Corrosion and corrosion-fatigue behavior of magnesium metal matrix composites for bio-implant applications: A review

Recently, the topic of bioresorbable metals, with much focus on magnesium for bone implant applications, has been an area of considerable investigation. Indeed, it could be argued that magnesium is the most promising biodegradable material currently being studied for use as an orthopedic skeletal fixation and joint replacement hardware. However, the fast degradation rate of magnesium-based materials in the physiological environment negatively affects their mechanical integrity and hence limits their biomedical use. The most critical conditions may occur when the implant is subjected to a corrosive physiological environment and a fluctuating load during daily activities. Hence, numerous studies have been published on the synthesis, alloying, and coating of magnesium to control degradation rate and increase strength and durability. Among the materials and strategies employed to achieve these goals, magnesium-based biocomposites have exhibited superior mechanical properties and acceptable biocompatibility. However, there is a lack of understanding of their corrosion and corrosion-fatigue behavior. Such understanding is necessary to qualify these new materials for various bio-implant applications.
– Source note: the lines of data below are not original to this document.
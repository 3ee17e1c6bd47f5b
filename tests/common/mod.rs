#![allow(dead_code)]

use nalgebra as na;
use ptrack::filter::FILTER_NAME;
use ptrack::observation::Histograms;
use ptrack::{Config, ObjectParticleFilter, ObjectSensorReading, Observation, Pose, Tracking};

pub const CONFIG: &str = r#"{
    "parameters": {
        "particles": 200,
        "sr0": 0.05,
        "st0": 0.1,
        "bestParticles": 50,
        "averagedVelocityWindow": 5,
        "closenessThreshold": 0.5,
        "opticalTracker": false,
        "timeToWaitBeforeDeleting": 2000,
        "timeToWaitBeforePromoting": 300,
        "velocityStabilizationFactor": 1.0,
        "seed": 7
    },
    "sensorModel": { "type": "BasicSensorModel", "modelLinearVelocity": 1.5 },
    "location": { "worldXMin": 0, "worldXMax": 20, "worldYMin": 0, "worldYMax": 20 },
    "clustering": { "algorithm": "KClusterizer" }
}"#;

pub const DELETE_AFTER: u64 = 2000;
pub const PROMOTE_AFTER: u64 = 300;

pub fn config() -> Config {
    Config::from_json(CONFIG).unwrap()
}

pub fn filter() -> ObjectParticleFilter {
    ObjectParticleFilter::new(&config()).unwrap()
}

pub fn observation(x: f32, y: f32) -> Observation {
    let mut obs = Observation::at(na::Point2::new(x, y));
    obs.sigma = na::Vector2::new(0.1, 0.1);
    obs
}

/// Histograms with all the mass of every channel in `bin`.
pub fn histograms(bin: usize) -> Histograms {
    let mut counts = ndarray::Array2::zeros((3, 256));

    for c in 0..3 {
        counts[[c, bin]] = 10.0;
    }

    Histograms::from_counts(&counts, 10.0).unwrap()
}

/// One predict + observe cycle of a static agent from `t0` to `t1`.
pub fn step(f: &mut ObjectParticleFilter, t0: u64, t1: u64, observations: Vec<Observation>) {
    let origin = Pose::default();
    let mut reading = ObjectSensorReading::with_observations(FILTER_NAME, observations);

    f.predict(&origin, &origin, t0, t1);
    f.observe(&mut reading);
}

pub fn near(p: na::Point2<f32>, x: f32, y: f32, tolerance: f32) -> bool {
    na::distance(&p, &na::Point2::new(x, y)) < tolerance
}
impl Number {
    /// Converts the number to f64 for comparison.
    pub fn to_f64(self) -> f64 {
        match self {
            Number::I64(n) => n as f64,
            Number::U64(n) => n as f64,
            Number::F64(n) => n,
        }
    }

    /// Compares two numbers, handling mixed types. `None` when either is NaN.
    pub fn compare(self, other: Number) -> Option<Ordering> {
        match (self, other) {
            (Number::I64(a), Number::I64(b)) => Some(a.cmp(&b)),
            (Number::U64(a), Number::U64(b)) => Some(a.cmp(&b)),
            (Number::F64(a), Number::F64(b)) => a.partial_cmp(&b),
            _ => self.to_f64().partial_cmp(&other.to_f64()),
        }
    }

    /// Total ordering used for sorting; NaN sorts after every other number.
    pub fn total_cmp(self, other: Number) -> Ordering {
        match (self, other) {
            (Number::I64(a), Number::I64(b)) => a.cmp(&b),
            (Number::U64(a), Number::U64(b)) => a.cmp(&b),
            _ => {
                let (a, b) = (self.to_f64(), other.to_f64());
                match (a.is_nan(), b.is_nan()) {
                    (true, true) => Ordering::Equal,
                    (true, false) => Ordering::Greater,
                    (false, true) => Ordering::Less,
                    (false, false) => a.partial_cmp(&b).unwrap_or(Ordering::Equal),
                }
            }
        }
    }
}

impl PartialOrd for Number {
    fn partial_cmp(&self, other: &Self) -> Option<Ordering> {
        self.compare(*other)
    }
}

impl fmt::Display for Number {
    fn fmt(&self, f: &mut fmt::Formatter<'_>) -> fmt::Result {
        match self {
            Number::I64(n) => write!(f, "{}", n),
            Number::U64(n) => write!(f, "{}", n),
            Number::F64(n) if n.is_nan() => f.write_str("NaN"),
            Number::F64(n) if n.is_infinite() && *n > 0.0 => f.write_str("Infinity"),
            Number::F64(n) if n.is_infinite() => f.write_str("-Infinity"),
            Number::F64(n) if *n == 0.0 => f.write_str("0"),
            Number::F64(n) => write!(f, "{}", n),
        }
    }
}

impl From<&serde_json::Number> for Number {
    fn from(n: &serde_json::Number) -> Self {
        if let Some(i) = n.as_i64() {
            Number::I64(i)
        } else if let Some(u) = n.as_u64() {
            Number::U64(u)
        } else {
            Number::F64(n.as_f64().unwrap_or(f64::NAN))
        }
    }
}

macro_rules! number_from {
    ($variant:ident, $target:ty: $($ty:ty),*) => {
        $(
            impl From<$ty> for Number {
                fn from(n: $ty) -> Self {
                    Number::$variant(n as $target)
                }
            }
        )*
    };
}

number_from!(I64, i64: i8, i16, i32, i64, isize);
number_from!(U64, u64: u8, u16, u32, u64, usize);
number_from!(F64, f64: f32, f64);

/// Timestamp value represented as milliseconds since Unix epoch.
///
/// # Example
///
/// ```
/// use relic_query::Timestamp;
///
/// let ts = Timestamp::parse("2024-01-29").unwrap();
/// assert_eq!(ts.to_iso_string(), "2024-01-29T00:00:00.000Z");
/// assert!(Timestamp(1000) < Timestamp(2000));
/// ```
#[derive(Debug, Clone, Copy, PartialEq, Eq, PartialOrd, Ord, Hash)]
pub struct Timestamp(pub i64);

/// Date-time layouts accepted without an explicit offset; read as UTC.
const NAIVE_DATE_TIME_FORMATS: &[&str] = &[
    "%Y-%m-%dT%H:%M:%S%.f",
    "%Y-%m-%dT%H:%M:%S",
    "%Y-%m-%dT%H:%M",
    "%Y-%m-%d %H:%M:%S%.f",
    "%Y-%m-%d %H:%M:%S",
];

impl Timestamp {
    /// Creates a new timestamp from milliseconds since Unix epoch.
    pub fn from_millis(millis: i64) -> Self {
        Timestamp(millis)
    }

    /// Creates a new timestamp from seconds since Unix epoch.
    pub fn from_secs(secs: i64) -> Self {
        Timestamp(secs * 1000)
    }

    /// Returns the timestamp as milliseconds since Unix epoch.
    pub fn as_millis(self) -> i64 {
        self.0
    }

    /// Returns the timestamp as seconds since Unix epoch.
    pub fn as_secs(self) -> i64 {
        self.0 / 1000
    }

    /// Parses an RFC 3339 date-time, a date-time without offset (read as
    /// UTC) or a bare `YYYY-MM-DD` date (UTC midnight).
    pub fn parse(input: &str) -> Option<Timestamp> {
        let s = input.trim();
        if let Ok(dt) = DateTime::parse_from_rfc3339(s) {
            return Some(Timestamp(dt.timestamp_millis()));
        }
        for format in NAIVE_DATE_TIME_FORMATS {
            if let Ok(ndt) = NaiveDateTime::parse_from_str(s, format) {
                return Some(Timestamp(ndt.and_utc().timestamp_millis()));
            }
        }
        NaiveDate::parse_from_str(s, "%Y-%m-%d")
            .ok()
            .and_then(|date| date.and_hms_opt(0, 0, 0))
            .map(|ndt| Timestamp(ndt.and_utc().timestamp_millis()))
    }

    /// Converts to a UTC date-time, if in chrono's representable range.
    pub fn to_datetime(self) -> Option<DateTime<Utc>> {
        DateTime::<Utc>::from_timestamp_millis(self.0)
    }

    /// Formats as ISO-8601 with millisecond precision, e.g.
    /// `2024-01-29T00:00:00.000Z`.
    pub fn to_iso_string(self) -> String {
        match self.to_datetime() {
            Some(dt) => dt.to_rfc3339_opts(SecondsFormat::Millis, true),
            None => "Invalid Date".to_string(),
        }
    }
}

impl From<i64> for Timestamp {
    fn from(millis: i64) -> Self {
        Timestamp(millis)
    }
}

impl<Tz: chrono::TimeZone> From<DateTime<Tz>> for Timestamp {
    fn from(dt: DateTime<Tz>) -> Self {
        Timestamp(dt.timestamp_millis())
    }
}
To this end, this paper reviews the recent advances in the corrosion and corrosion-fatigue behavior of magnesium-based biocomposites. It also provides a comprehensive discussion of different factors that influence the biocompatibility, corrosion, fatigue, and corrosion-fatigue of magnesium-based biocomposites as potential implant materials. This study emphasizes that despite the abundance of various studies on the corrosion behavior of magnesium-based biocomposites, there is an imperative need for more fatigue and corrosion-fatigue studies.